Energy security remains an enduring concern, a reminder of which was provided by the September 2019 attacks on two key Saudi Arabian oil installations. While the expansion of U.S. petroleum production in recent years has been widely touted, we still import more than 200 million barrels of oil every month, highlighting the continuing linkage between the world oil market and the U.S. market.
In 2019, the U.S. still sent an estimated $35 billion to OPEC countries for oil—$275 per American household— including $12 billion to Saudi Arabia alone. In fact, California, the largest gasoline-consuming state, has been importing increasing quantities of crude oil, more than two-thirds of which come from OPEC.

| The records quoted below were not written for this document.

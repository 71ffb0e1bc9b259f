use cex_core::precision::{format_with, DEFAULT_PRECISION};
use cex_core::time::TimeError;
use serde_json::{json, Map, Value};
use std::collections::BTreeMap;
use std::fmt;
use thiserror::Error;

/// Errors raised across the chart-spec pipeline. Generators and
/// transformers validate their inputs synchronously; a `ChartError`
/// means the input violated an invariant, never that rendering failed.
#[derive(Error, Debug, Clone, PartialEq)]
pub enum ChartError {
    #[error("too many axes: chart already displays two unit systems, cannot add {units}")]
    TooManyAxes { units: String },
    #[error(transparent)]
    Time(#[from] TimeError),
    #[error("no data series were given")]
    EmptyInput,
    #[error("duplicate series: inputs are indistinguishable by any metadata field")]
    DuplicateSeries,
    #[error("multiple data results require a parallel list of query contexts")]
    MissingContexts,
    #[error("identical query contexts cannot label distinct series")]
    DuplicateContexts,
    #[error("query contexts differ by area; geometry cannot be rendered as a series label")]
    AreaContextDiffers,
    #[error("no dataset metadata found for id {0}")]
    UnknownDataset(String),
    #[error("too many categories: classifier produced more than {max} groups")]
    TooManyCategories { max: usize },
    #[error("no such axis: {0}")]
    NoSuchAxis(&'static str),
    #[error("axis padding applies to the top or bottom of a vertical axis, not {0}")]
    NotVerticalSide(String),
    #[error("padding fraction must be positive, got {0}")]
    NonPositivePadding(f64),
    #[error("series {other} has {other_len} points but reference {base} has {base_len}")]
    SeriesLengthMismatch {
        base: String,
        other: String,
        base_len: usize,
        other_len: usize,
    },
    #[error("no series pair found for variable {0}")]
    NoMatchingSeries(String),
    #[error("no series named {0}")]
    NoSuchSeries(String),
    #[error("series {0} has no axis assignment")]
    UnassignedSeries(String),
    #[error("series color {0} is not a #rrggbb color")]
    BadColor(String),
}

/// Which vertical axis a series is plotted against.
#[derive(Debug, Clone, Copy, PartialEq, Eq, PartialOrd, Ord, Hash)]
pub enum AxisId {
    Y,
    Y2,
}

impl AxisId {
    pub fn as_str(&self) -> &'static str {
        match self {
            AxisId::Y => "y",
            AxisId::Y2 => "y2",
        }
    }
}

impl fmt::Display for AxisId {
    fn fmt(&self, f: &mut fmt::Formatter<'_>) -> fmt::Result {
        write!(f, "{}", self.as_str())
    }
}

/// One named data series. Values are positional against the chart's
/// shared x axis; `None` marks a missing point.
#[derive(Debug, Clone, PartialEq)]
pub struct Series {
    pub name: String,
    pub values: Vec<Option<f64>>,
}

impl Series {
    pub fn new(name: impl Into<String>, values: Vec<Option<f64>>) -> Self {
        Series { name: name.into(), values }
    }
}

/// Line styles understood by the renderer.
#[derive(Debug, Clone, Copy, PartialEq, Eq)]
pub enum SeriesStyle {
    Line,
    Step,
}

impl SeriesStyle {
    pub fn as_str(&self) -> &'static str {
        match self {
            SeriesStyle::Line => "line",
            SeriesStyle::Step => "step",
        }
    }
}

/// Tick rendering for one axis: fixed decimal precision, optionally
/// blanking ticks outside a visible range.
#[derive(Debug, Clone, PartialEq)]
pub struct TickFormat {
    pub precision: usize,
    pub visible_range: Option<(f64, f64)>,
}

impl Default for TickFormat {
    fn default() -> Self {
        TickFormat { precision: DEFAULT_PRECISION, visible_range: None }
    }
}

impl TickFormat {
    /// Render a tick value; values outside the visible range render as
    /// the empty string.
    pub fn format(&self, value: f64) -> String {
        if let Some((lo, hi)) = self.visible_range {
            if value < lo || value > hi {
                return String::new();
            }
        }
        format_with(value, self.precision)
    }
}

/// One vertical axis: label text, display units, tick formatting, and
/// optional display bounds.
#[derive(Debug, Clone, PartialEq)]
pub struct Axis {
    pub label: String,
    pub units: String,
    pub tick: TickFormat,
    pub min: Option<f64>,
    pub max: Option<f64>,
}

impl Axis {
    pub fn for_units(units: impl Into<String>) -> Self {
        let units = units.into();
        Axis {
            label: units.clone(),
            units,
            tick: TickFormat::default(),
            min: None,
            max: None,
        }
    }
}

/// Tooltip formatting state. When `anomaly_base` is set, values of every
/// series other than the base render as `absolute (anomaly) units`.
#[derive(Debug, Clone, PartialEq, Default)]
pub struct Tooltip {
    pub disabled: bool,
    pub precision_by_series: BTreeMap<String, usize>,
    pub anomaly_base: Option<Series>,
}

/// The shared x axis of a chart.
#[derive(Debug, Clone, PartialEq)]
pub enum XAxis {
    /// Categorical x values (the 12 representative-year months).
    Categories(Vec<String>),
    /// Temporal x values, serialized as the reserved `x` column of ISO
    /// timestamps.
    Timestamps(Vec<String>),
    /// Numeric x values (scatter emulation).
    Values(Vec<f64>),
}

impl XAxis {
    pub fn len(&self) -> usize {
        match self {
            XAxis::Categories(v) => v.len(),
            XAxis::Timestamps(v) => v.len(),
            XAxis::Values(v) => v.len(),
        }
    }

    pub fn is_empty(&self) -> bool {
        self.len() == 0
    }
}

/// The renderer-agnostic chart description handed to the charting
/// component. Immutable: every pipeline stage returns a new value.
///
/// Invariants, enforced by the generators: at most two distinct unit
/// systems (one per vertical axis), and every series carries an entry in
/// `axes`.
#[derive(Debug, Clone, PartialEq)]
pub struct ChartSpec {
    pub x: XAxis,
    pub x_label: Option<String>,
    pub x_tick: Option<TickFormat>,
    pub columns: Vec<Series>,
    pub axes: BTreeMap<String, AxisId>,
    pub y: Axis,
    pub y2: Option<Axis>,
    pub colors: BTreeMap<String, String>,
    pub types: BTreeMap<String, SeriesStyle>,
    pub legend_hidden: Vec<String>,
    pub legend_disabled: bool,
    pub tooltip: Tooltip,
    pub connect_nulls: bool,
    pub subchart: bool,
}

impl ChartSpec {
    pub fn new(x: XAxis, y: Axis) -> Self {
        ChartSpec {
            x,
            x_label: None,
            x_tick: None,
            columns: Vec::new(),
            axes: BTreeMap::new(),
            y,
            y2: None,
            colors: BTreeMap::new(),
            types: BTreeMap::new(),
            legend_hidden: Vec::new(),
            legend_disabled: false,
            tooltip: Tooltip::default(),
            connect_nulls: false,
            subchart: false,
        }
    }

    /// Look up a series by name.
    pub fn series(&self, name: &str) -> Option<&Series> {
        self.columns.iter().find(|s| s.name == name)
    }

    /// The axis a series is assigned to.
    pub fn axis_for_series(&self, name: &str) -> Result<AxisId, ChartError> {
        self.axes
            .get(name)
            .copied()
            .ok_or_else(|| ChartError::UnassignedSeries(name.to_string()))
    }

    /// The axis definition for an id, when that axis exists.
    pub fn axis(&self, id: AxisId) -> Option<&Axis> {
        match id {
            AxisId::Y => Some(&self.y),
            AxisId::Y2 => self.y2.as_ref(),
        }
    }

    /// Displayed extent of an axis: the min/max over all data assigned
    /// to it, overridden by any explicit axis bounds. `None` when the
    /// axis has no finite data and no bounds.
    pub fn extent(&self, id: AxisId) -> Option<(f64, f64)> {
        let mut lo = f64::INFINITY;
        let mut hi = f64::NEG_INFINITY;
        for series in &self.columns {
            if self.axes.get(&series.name) != Some(&id) {
                continue;
            }
            for v in series.values.iter().flatten() {
                lo = lo.min(*v);
                hi = hi.max(*v);
            }
        }
        let axis = self.axis(id)?;
        if let Some(min) = axis.min {
            lo = min;
        }
        if let Some(max) = axis.max {
            hi = max;
        }
        (lo <= hi).then_some((lo, hi))
    }

    /// Render one tooltip value: rounded to the series' configured
    /// precision, suffixed with its axis's display units. Under an
    /// anomaly base, non-base series render `absolute (anomaly) units`.
    pub fn tooltip_value(&self, series: &str, index: usize, value: f64) -> String {
        let precision = self
            .tooltip
            .precision_by_series
            .get(series)
            .copied()
            .unwrap_or(DEFAULT_PRECISION);
        let units = self
            .axes
            .get(series)
            .and_then(|id| self.axis(*id))
            .map(|a| a.units.as_str())
            .unwrap_or("");
        if let Some(base) = &self.tooltip.anomaly_base {
            if base.name != series {
                if let Some(Some(reference)) = base.values.get(index) {
                    let absolute = value + reference;
                    return format!(
                        "{} ({}) {}",
                        format_with(absolute, precision),
                        format_with(value, precision),
                        units
                    )
                    .trim_end()
                    .to_string();
                }
            }
        }
        format!("{} {}", format_with(value, precision), units)
            .trim_end()
            .to_string()
    }

    /// Serialize into the JSON structure the charting component consumes:
    /// `data.columns` with the reserved `x` column first when the x axis
    /// is temporal, `data.axes`, axis definitions, and display flags.
    pub fn to_render_json(&self) -> Value {
        let mut columns: Vec<Value> = Vec::with_capacity(self.columns.len() + 1);
        match &self.x {
            XAxis::Timestamps(ts) => {
                let mut col: Vec<Value> = vec![json!("x")];
                col.extend(ts.iter().map(|t| json!(t)));
                columns.push(Value::Array(col));
            }
            XAxis::Values(xs) => {
                let mut col: Vec<Value> = vec![json!("x")];
                col.extend(xs.iter().map(|v| json!(v)));
                columns.push(Value::Array(col));
            }
            XAxis::Categories(_) => {}
        }
        for series in &self.columns {
            let mut col: Vec<Value> = vec![json!(series.name)];
            col.extend(series.values.iter().map(|v| match v {
                Some(v) => json!(v),
                None => Value::Null,
            }));
            columns.push(Value::Array(col));
        }

        let mut data = Map::new();
        data.insert("columns".to_string(), Value::Array(columns));
        data.insert(
            "axes".to_string(),
            Value::Object(
                self.axes
                    .iter()
                    .map(|(name, id)| (name.clone(), json!(id.as_str())))
                    .collect(),
            ),
        );
        if !matches!(self.x, XAxis::Categories(_)) {
            data.insert("x".to_string(), json!("x"));
        }
        if !self.colors.is_empty() {
            data.insert(
                "colors".to_string(),
                Value::Object(self.colors.iter().map(|(k, v)| (k.clone(), json!(v))).collect()),
            );
        }
        if !self.types.is_empty() {
            data.insert(
                "types".to_string(),
                Value::Object(
                    self.types
                        .iter()
                        .map(|(k, v)| (k.clone(), json!(v.as_str())))
                        .collect(),
                ),
            );
        }

        let mut x_axis = Map::new();
        match &self.x {
            XAxis::Categories(labels) => {
                x_axis.insert("type".to_string(), json!("category"));
                x_axis.insert("categories".to_string(), json!(labels));
            }
            XAxis::Timestamps(_) => {
                x_axis.insert("type".to_string(), json!("timeseries"));
            }
            XAxis::Values(_) => {
                x_axis.insert("type".to_string(), json!("indexed"));
            }
        }
        if let Some(label) = &self.x_label {
            x_axis.insert("label".to_string(), json!(label));
        }

        let axis_json = |axis: &Axis| {
            json!({
                "label": axis.label,
                "units": axis.units,
                "tick": {
                    "precision": axis.tick.precision,
                    "visibleRange": axis.tick.visible_range,
                },
                "min": axis.min,
                "max": axis.max,
            })
        };
        let mut axis = Map::new();
        axis.insert("x".to_string(), Value::Object(x_axis));
        axis.insert("y".to_string(), axis_json(&self.y));
        if let Some(y2) = &self.y2 {
            let mut y2_json = axis_json(y2);
            if let Some(obj) = y2_json.as_object_mut() {
                obj.insert("show".to_string(), json!(true));
            }
            axis.insert("y2".to_string(), y2_json);
        }

        let legend = if self.legend_disabled {
            json!({"show": false})
        } else {
            json!({"hide": self.legend_hidden})
        };

        json!({
            "data": Value::Object(data),
            "axis": Value::Object(axis),
            "legend": legend,
            "tooltip": {"show": !self.tooltip.disabled},
            "line": {"connectNull": self.connect_nulls},
            "subchart": {"show": self.subchart},
        })
    }
}

/// Tracks the "at most two unit systems" invariant while series are
/// added. The first unit system claims `y`; the second distinct one
/// claims `y2`; a third is an error.
#[derive(Debug, Default)]
pub(crate) struct AxisAllocator {
    y_units: Option<String>,
    y2_units: Option<String>,
}

impl AxisAllocator {
    pub(crate) fn assign(&mut self, units: &str) -> Result<AxisId, ChartError> {
        match (&self.y_units, &self.y2_units) {
            (None, _) => {
                self.y_units = Some(units.to_string());
                Ok(AxisId::Y)
            }
            (Some(y), _) if y == units => Ok(AxisId::Y),
            (Some(_), None) => {
                self.y2_units = Some(units.to_string());
                Ok(AxisId::Y2)
            }
            (Some(_), Some(y2)) if y2 == units => Ok(AxisId::Y2),
            _ => Err(ChartError::TooManyAxes { units: units.to_string() }),
        }
    }

    pub(crate) fn finish(self) -> (Axis, Option<Axis>) {
        let y = Axis::for_units(self.y_units.unwrap_or_default());
        let y2 = self.y2_units.map(Axis::for_units);
        (y, y2)
    }
}
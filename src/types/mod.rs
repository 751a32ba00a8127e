// src/types/mod.rs

pub mod commodity;
pub mod ids;
pub mod order;
pub mod trade;

pub use commodity::{Commodity, Direction, PriceVolumeTuple};
pub use ids::{AssignmentId, IdGenerator, OrderId, TradeId, TraderId};
pub use order::{Order, OrderRequest};
pub use trade::Trade;
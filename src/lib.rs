// src/lib.rs

// === 1. Declare all the top-level modules ===
pub mod agents;
pub mod assignment;
pub mod assignment_server;
pub mod config;
pub mod error;
pub mod market;
pub mod oms;
pub mod schedule;
pub mod simulators;
pub mod types;

// === 2. Re-export the public-facing components ===

// --- From `agents` ---
pub use agents::agent_trait::{Ledger, Trader, TraderCore};
pub use agents::agent_type::TraderType;
pub use agents::instance_trader::{Instance, InstanceState, InstanceTrader};
pub use agents::report::{REPORT_HEADER, TraderReport};
pub use agents::test_trader::TestTrader;
pub use agents::zip_trader::ZipTrader;

// --- Trading goals and their bookkeeping ---
pub use assignment::{Assignment, AssignmentRequest, AssignmentState};
pub use assignment_server::AssignmentServer;
pub use oms::OrderManagementSystem;

// --- From our `market` engine ---
pub use config::{AssignmentServerConfig, ServerMode, SimulationConfig, TraderSpec};
pub use error::{MarketError, Result};
pub use market::Market;
pub use schedule::{
    DemandSchedule, Equilibrium, PriceVolumeSchedule, SupplySchedule, get_equilibrium,
    get_surplus_profit,
};

// --- From `simulators` ---
pub use simulators::{BookEvent, BookUpdate, BookUpdateKind, Exchange, OrderBook};

// --- From `types` ---
pub use types::{
    AssignmentId, Commodity, Direction, IdGenerator, Order, OrderId, OrderRequest,
    PriceVolumeTuple, Trade, TradeId, TraderId,
};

On the other hand, homegrown ethanol is a secure source of transportation fuel that has helped the nation limit its oil imports and thus its susceptibility to developments in the world market. According to a recent study by energy economist Dr. Philip K. Verleger, Jr. that looked at oil market shocks starting with the 1973 Arab Oil Embargo, even “a modest amount of renewable fuels can significantly moderate the price impact of market disruptions.”
In 2019, U.S. dependence on imported crude oil and petroleum products fell to just 4 percent on a net basis (i.e., imports minus exports), due to the increase in domestic production of both crude oil and biofuels. Yet, without the inclusion of ethanol in the domestic fuel supply, the U.S. would have been dependent on imports for 10 percent of its needs.
The use of ethanol specifically reduced the need for crude oil imports by 514 million barrels. More broadly, the 15.8 billion gallons of ethanol produced for the domestic and export markets displaced 559 million barrels of crude oil.